* [Information provided]
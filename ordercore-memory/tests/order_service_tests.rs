//! Service-level integration tests for the order lifecycle, run against
//! the in-memory adapters.

use chrono::{Duration, Utc};
use ordercore::delivery::{Address, City, DeliveryStatus, Street, ZipCode};
use ordercore::store::{OrderStore, PageRequest, PageSize, SortOrder};
use ordercore::{
    Coupon, CouponCode, CouponIneligibility, DiscountRate, ItemId, ItemName, ItemRecord, MemberId,
    MemberName, MemberRecord, Money, OrderService, OrderStatus, PlaceOrder, Quantity, ServiceError,
};
use ordercore_memory::InMemoryStore;
use rust_decimal_macros::dec;

type Service = OrderService<InMemoryStore, InMemoryStore, InMemoryStore, InMemoryStore>;

fn service(store: &InMemoryStore) -> Service {
    OrderService::new(store.clone(), store.clone(), store.clone(), store.clone())
}

fn member_id() -> MemberId {
    MemberId::try_new("MBR-KIM".to_string()).unwrap()
}

fn item_id() -> ItemId {
    ItemId::try_new("ITM-BOOK1".to_string()).unwrap()
}

fn address() -> Address {
    Address::new(
        City::try_new("Seoul".to_string()).unwrap(),
        Street::try_new("123 Teheran-ro".to_string()).unwrap(),
        ZipCode::try_new("06234".to_string()).unwrap(),
    )
}

fn seeded_store(price: Money, stock: u32) -> InMemoryStore {
    let store = InMemoryStore::new();
    store.put_member(MemberRecord::new(
        member_id(),
        MemberName::try_new("Kim".to_string()).unwrap(),
    ));
    store.put_item(ItemRecord::new(
        item_id(),
        ItemName::try_new("JPA Programming".to_string()).unwrap(),
        price,
        stock,
    ));
    store
}

fn place_request(quantity: u32) -> PlaceOrder {
    PlaceOrder::new(
        member_id(),
        item_id(),
        Quantity::new(quantity).unwrap(),
        address(),
    )
}

#[tokio::test]
async fn placing_an_order_reserves_stock_and_snapshots_the_price() {
    let store = seeded_store(Money::new(dec!(10000)).unwrap(), 10);
    let svc = service(&store);

    let view = svc.place_order(place_request(3)).await.unwrap();

    assert_eq!(store.stock_of(&item_id()), Some(7));
    assert_eq!(view.status, OrderStatus::Ordered);
    assert_eq!(view.delivery.status, DeliveryStatus::Placed);
    assert_eq!(view.lines.len(), 1);
    assert_eq!(view.lines[0].quantity, 3);
    assert_eq!(view.lines[0].unit_price, Money::new(dec!(10000)).unwrap());
    assert_eq!(view.total_price, Money::new(dec!(30000)).unwrap());
    assert_eq!(view.member_name.as_ref(), "Kim");
}

#[tokio::test]
async fn placing_more_than_stock_fails_and_changes_nothing() {
    let store = seeded_store(Money::new(dec!(10000)).unwrap(), 2);
    let svc = service(&store);

    let err = svc.place_order(place_request(3)).await.unwrap_err();

    assert_eq!(
        err,
        ServiceError::OutOfStock {
            item: item_id(),
            requested: 3,
            available: 2,
        }
    );
    assert_eq!(store.stock_of(&item_id()), Some(2));
    let page = svc
        .list_orders(&member_id(), &PageRequest::first())
        .await
        .unwrap();
    assert!(page.is_empty());
}

#[tokio::test]
async fn cancelling_restores_the_reserved_stock() {
    let store = seeded_store(Money::new(dec!(10000)).unwrap(), 10);
    let svc = service(&store);

    let view = svc.place_order(place_request(3)).await.unwrap();
    assert_eq!(store.stock_of(&item_id()), Some(7));

    svc.cancel_order(&view.order_id, &member_id()).await.unwrap();

    assert_eq!(store.stock_of(&item_id()), Some(10));
    let after = svc.get_order(&view.order_id, &member_id()).await.unwrap();
    assert_eq!(after.status, OrderStatus::Canceled);
    assert_eq!(after.delivery.status, DeliveryStatus::Canceled);
}

#[tokio::test]
async fn cancelling_twice_is_rejected_and_releases_nothing_twice() {
    let store = seeded_store(Money::new(dec!(10000)).unwrap(), 10);
    let svc = service(&store);

    let view = svc.place_order(place_request(3)).await.unwrap();
    svc.cancel_order(&view.order_id, &member_id()).await.unwrap();

    let err = svc
        .cancel_order(&view.order_id, &member_id())
        .await
        .unwrap_err();
    assert_eq!(
        err,
        ServiceError::CancellationNotAllowed {
            status: DeliveryStatus::Canceled,
        }
    );
    // Stock stays at the once-restored level.
    assert_eq!(store.stock_of(&item_id()), Some(10));
}

#[tokio::test]
async fn cancelling_a_shipped_order_is_rejected() {
    let store = seeded_store(Money::new(dec!(10000)).unwrap(), 10);
    let svc = service(&store);

    let view = svc.place_order(place_request(2)).await.unwrap();

    // External fulfillment advances the delivery.
    let mut order = OrderStore::find(&store, &view.order_id).await.unwrap().unwrap();
    order.mark_confirmed().unwrap();
    order.mark_shipped().unwrap();
    OrderStore::save(&store, &order).await.unwrap();

    let err = svc
        .cancel_order(&view.order_id, &member_id())
        .await
        .unwrap_err();
    assert_eq!(
        err,
        ServiceError::CancellationNotAllowed {
            status: DeliveryStatus::Shipped,
        }
    );
    // The reservation stands; the sale is final.
    assert_eq!(store.stock_of(&item_id()), Some(8));
}

#[tokio::test]
async fn flat_coupon_discounts_the_total() {
    let store = seeded_store(Money::new(dec!(20000)).unwrap(), 5);
    store.put_coupon(Coupon::flat(
        CouponCode::try_new("WELCOME-5000".to_string()).unwrap(),
        Money::new(dec!(5000)).unwrap(),
    ));
    let svc = service(&store);

    let view = svc
        .place_order(
            place_request(1).with_coupon(CouponCode::try_new("WELCOME-5000".to_string()).unwrap()),
        )
        .await
        .unwrap();

    assert_eq!(view.discount_amount, Money::new(dec!(5000)).unwrap());
    assert_eq!(view.total_price, Money::new(dec!(15000)).unwrap());
    assert_eq!(view.coupon_code.unwrap().as_ref(), "WELCOME-5000");
}

#[tokio::test]
async fn rate_coupon_discounts_exactly() {
    let store = seeded_store(Money::new(dec!(20000)).unwrap(), 5);
    store.put_coupon(Coupon::rate(
        CouponCode::try_new("SPRING25".to_string()).unwrap(),
        DiscountRate::from_percent(25).unwrap(),
    ));
    let svc = service(&store);

    let view = svc
        .place_order(
            place_request(1).with_coupon(CouponCode::try_new("SPRING25".to_string()).unwrap()),
        )
        .await
        .unwrap();

    assert_eq!(view.discount_amount, Money::new(dec!(5000)).unwrap());
    assert_eq!(view.total_price, Money::new(dec!(15000)).unwrap());
}

#[tokio::test]
async fn unknown_coupon_fails_the_call_and_releases_the_reservation() {
    let store = seeded_store(Money::new(dec!(20000)).unwrap(), 5);
    let svc = service(&store);

    let code = CouponCode::try_new("NO-SUCH-CODE".to_string()).unwrap();
    let err = svc
        .place_order(place_request(1).with_coupon(code.clone()))
        .await
        .unwrap_err();

    assert_eq!(err, ServiceError::CouponNotFound(code));
    // Compensation: the reservation taken before coupon resolution is gone.
    assert_eq!(store.stock_of(&item_id()), Some(5));
    let page = svc
        .list_orders(&member_id(), &PageRequest::first())
        .await
        .unwrap();
    assert!(page.is_empty());
}

#[tokio::test]
async fn ineligible_coupon_fails_the_whole_call() {
    let store = seeded_store(Money::new(dec!(20000)).unwrap(), 5);
    store.put_coupon(
        Coupon::flat(
            CouponCode::try_new("MIN-50000".to_string()).unwrap(),
            Money::new(dec!(5000)).unwrap(),
        )
        .with_min_purchase(Money::new(dec!(50000)).unwrap()),
    );
    let svc = service(&store);

    let err = svc
        .place_order(
            place_request(1).with_coupon(CouponCode::try_new("MIN-50000".to_string()).unwrap()),
        )
        .await
        .unwrap_err();

    assert_eq!(
        err,
        ServiceError::CouponNotApplicable(CouponIneligibility::MinPurchaseNotMet {
            required: Money::new(dec!(50000)).unwrap(),
            actual: Money::new(dec!(20000)).unwrap(),
        })
    );
    assert_eq!(store.stock_of(&item_id()), Some(5));
}

#[tokio::test]
async fn expired_coupon_fails_the_whole_call() {
    let store = seeded_store(Money::new(dec!(20000)).unwrap(), 5);
    store.put_coupon(
        Coupon::flat(
            CouponCode::try_new("LAST-YEAR".to_string()).unwrap(),
            Money::new(dec!(5000)).unwrap(),
        )
        .with_valid_until(Utc::now() - Duration::days(30)),
    );
    let svc = service(&store);

    let err = svc
        .place_order(
            place_request(1).with_coupon(CouponCode::try_new("LAST-YEAR".to_string()).unwrap()),
        )
        .await
        .unwrap_err();

    assert!(matches!(
        err,
        ServiceError::CouponNotApplicable(CouponIneligibility::Expired { .. })
    ));
    assert_eq!(store.stock_of(&item_id()), Some(5));
}

#[tokio::test(flavor = "multi_thread")]
async fn two_concurrent_orders_for_the_last_unit_sell_it_once() {
    let store = seeded_store(Money::new(dec!(10000)).unwrap(), 1);
    let svc = service(&store);

    let first = {
        let svc = svc.clone();
        tokio::spawn(async move { svc.place_order(place_request(1)).await })
    };
    let second = {
        let svc = svc.clone();
        tokio::spawn(async move { svc.place_order(place_request(1)).await })
    };

    let results = [first.await.unwrap(), second.await.unwrap()];
    let successes = results.iter().filter(|r| r.is_ok()).count();
    let out_of_stock = results
        .iter()
        .filter(|r| matches!(r, Err(ServiceError::OutOfStock { .. })))
        .count();

    assert_eq!(successes, 1);
    assert_eq!(out_of_stock, 1);
    assert_eq!(store.stock_of(&item_id()), Some(0));
}

#[tokio::test]
async fn address_update_follows_the_delivery_guard() {
    let store = seeded_store(Money::new(dec!(10000)).unwrap(), 5);
    let svc = service(&store);

    let view = svc.place_order(place_request(1)).await.unwrap();

    let new_address = Address::new(
        City::try_new("Busan".to_string()).unwrap(),
        Street::try_new("45 Haeundae-gil".to_string()).unwrap(),
        ZipCode::try_new("48094".to_string()).unwrap(),
    );
    let updated = svc
        .update_delivery_address(&view.order_id, &member_id(), new_address.clone())
        .await
        .unwrap();
    assert_eq!(updated.delivery.address, new_address);

    // Ship it, then try again.
    let mut order = OrderStore::find(&store, &view.order_id).await.unwrap().unwrap();
    order.mark_confirmed().unwrap();
    order.mark_shipped().unwrap();
    OrderStore::save(&store, &order).await.unwrap();

    let err = svc
        .update_delivery_address(&view.order_id, &member_id(), address())
        .await
        .unwrap_err();
    assert_eq!(
        err,
        ServiceError::InvalidStateForUpdate {
            status: DeliveryStatus::Shipped,
        }
    );
}

#[tokio::test]
async fn only_the_owner_may_read_update_or_cancel() {
    let store = seeded_store(Money::new(dec!(10000)).unwrap(), 5);
    let stranger = MemberId::try_new("MBR-STRANGER".to_string()).unwrap();
    store.put_member(MemberRecord::new(
        stranger.clone(),
        MemberName::try_new("Stranger".to_string()).unwrap(),
    ));
    let svc = service(&store);

    let view = svc.place_order(place_request(1)).await.unwrap();

    let not_owner = ServiceError::NotOwner {
        order: view.order_id.clone(),
        caller: stranger.clone(),
    };
    assert_eq!(
        svc.get_order(&view.order_id, &stranger).await.unwrap_err(),
        not_owner
    );
    assert_eq!(
        svc.cancel_order(&view.order_id, &stranger).await.unwrap_err(),
        not_owner
    );
    assert_eq!(
        svc.update_delivery_address(&view.order_id, &stranger, address())
            .await
            .unwrap_err(),
        not_owner
    );
    // Nothing changed for the rightful owner.
    assert_eq!(store.stock_of(&item_id()), Some(4));
    let mine = svc.get_order(&view.order_id, &member_id()).await.unwrap();
    assert_eq!(mine.status, OrderStatus::Ordered);
}

#[tokio::test]
async fn missing_member_and_item_are_reported_verbatim() {
    let store = seeded_store(Money::new(dec!(10000)).unwrap(), 5);
    let svc = service(&store);

    let ghost_member = MemberId::try_new("MBR-GHOST".to_string()).unwrap();
    let err = svc
        .place_order(PlaceOrder::new(
            ghost_member.clone(),
            item_id(),
            Quantity::new(1).unwrap(),
            address(),
        ))
        .await
        .unwrap_err();
    assert_eq!(err, ServiceError::MemberNotFound(ghost_member));

    let ghost_item = ItemId::try_new("ITM-GHOST".to_string()).unwrap();
    let err = svc
        .place_order(PlaceOrder::new(
            member_id(),
            ghost_item.clone(),
            Quantity::new(1).unwrap(),
            address(),
        ))
        .await
        .unwrap_err();
    assert_eq!(err, ServiceError::ItemNotFound(ghost_item));
}

#[tokio::test]
async fn listing_pages_newest_first_by_default() {
    let store = seeded_store(Money::new(dec!(1000)).unwrap(), 100);
    let svc = service(&store);

    let mut placed = Vec::new();
    for _ in 0..5 {
        placed.push(svc.place_order(place_request(1)).await.unwrap().order_id);
    }

    let request = PageRequest::first().with_size(PageSize::try_new(2).unwrap());
    let page = svc.list_orders(&member_id(), &request).await.unwrap();

    assert_eq!(page.total_items, 5);
    assert_eq!(page.total_pages(), 3);
    assert_eq!(page.len(), 2);
    // Newest first: the last order placed leads the first page.
    assert_eq!(page.items[0].order_id, placed[4]);
    assert_eq!(page.items[1].order_id, placed[3]);

    let last = svc
        .list_orders(&member_id(), &request.with_page(2))
        .await
        .unwrap();
    assert_eq!(last.len(), 1);
    assert_eq!(last.items[0].order_id, placed[0]);

    let beyond = svc
        .list_orders(&member_id(), &request.with_page(9))
        .await
        .unwrap();
    assert!(beyond.is_empty());
    assert_eq!(beyond.total_items, 5);
}

#[tokio::test]
async fn listing_oldest_first_when_asked() {
    let store = seeded_store(Money::new(dec!(1000)).unwrap(), 100);
    let svc = service(&store);

    let mut placed = Vec::new();
    for _ in 0..3 {
        placed.push(svc.place_order(place_request(1)).await.unwrap().order_id);
    }

    let request = PageRequest::first().with_sort(SortOrder::OldestFirst);
    let page = svc.list_orders(&member_id(), &request).await.unwrap();

    let ids: Vec<_> = page.items.iter().map(|v| v.order_id.clone()).collect();
    assert_eq!(ids, placed);
}

#[tokio::test(flavor = "multi_thread")]
async fn stock_stress_many_concurrent_buyers() {
    let store = seeded_store(Money::new(dec!(1000)).unwrap(), 5);
    let svc = service(&store);

    let mut handles = Vec::new();
    for _ in 0..20 {
        let svc = svc.clone();
        handles.push(tokio::spawn(
            async move { svc.place_order(place_request(1)).await },
        ));
    }

    let mut successes = 0;
    for handle in handles {
        if handle.await.unwrap().is_ok() {
            successes += 1;
        }
    }

    assert_eq!(successes, 5);
    assert_eq!(store.stock_of(&item_id()), Some(0));

    // Every sold unit is attached to exactly one order.
    let request = PageRequest::first().with_size(PageSize::try_new(100).unwrap());
    let page = svc.list_orders(&member_id(), &request).await.unwrap();
    assert_eq!(page.total_items, 5);
}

* [Work to be completed] Reply with the lines from the first line of the entries through the line that contains "let store = InMemoryStore::new();", repeated exactly with both ends kept, and with nothing else.

* [Answer to this task]
filename ordercore-memory/tests/order_service_tests.rs
//! Service-level integration tests for the order lifecycle, run against
//! the in-memory adapters.

use chrono::{Duration, Utc};
use ordercore::delivery::{Address, City, DeliveryStatus, Street, ZipCode};
use ordercore::store::{OrderStore, PageRequest, PageSize, SortOrder};
use ordercore::{
    Coupon, CouponCode, CouponIneligibility, DiscountRate, ItemId, ItemName, ItemRecord, MemberId,
    MemberName, MemberRecord, Money, OrderService, OrderStatus, PlaceOrder, Quantity, ServiceError,
};
use ordercore_memory::InMemoryStore;
use rust_decimal_macros::dec;

type Service = OrderService<InMemoryStore, InMemoryStore, InMemoryStore, InMemoryStore>;

fn service(store: &InMemoryStore) -> Service {
    OrderService::new(store.clone(), store.clone(), store.clone(), store.clone())
}

fn member_id() -> MemberId {
    MemberId::try_new("MBR-KIM".to_string()).unwrap()
}

fn item_id() -> ItemId {
    ItemId::try_new("ITM-BOOK1".to_string()).unwrap()
}

fn address() -> Address {
    Address::new(
        City::try_new("Seoul".to_string()).unwrap(),
        Street::try_new("123 Teheran-ro".to_string()).unwrap(),
        ZipCode::try_new("06234".to_string()).unwrap(),
    )
}

fn seeded_store(price: Money, stock: u32) -> InMemoryStore {
    let store = InMemoryStore::new();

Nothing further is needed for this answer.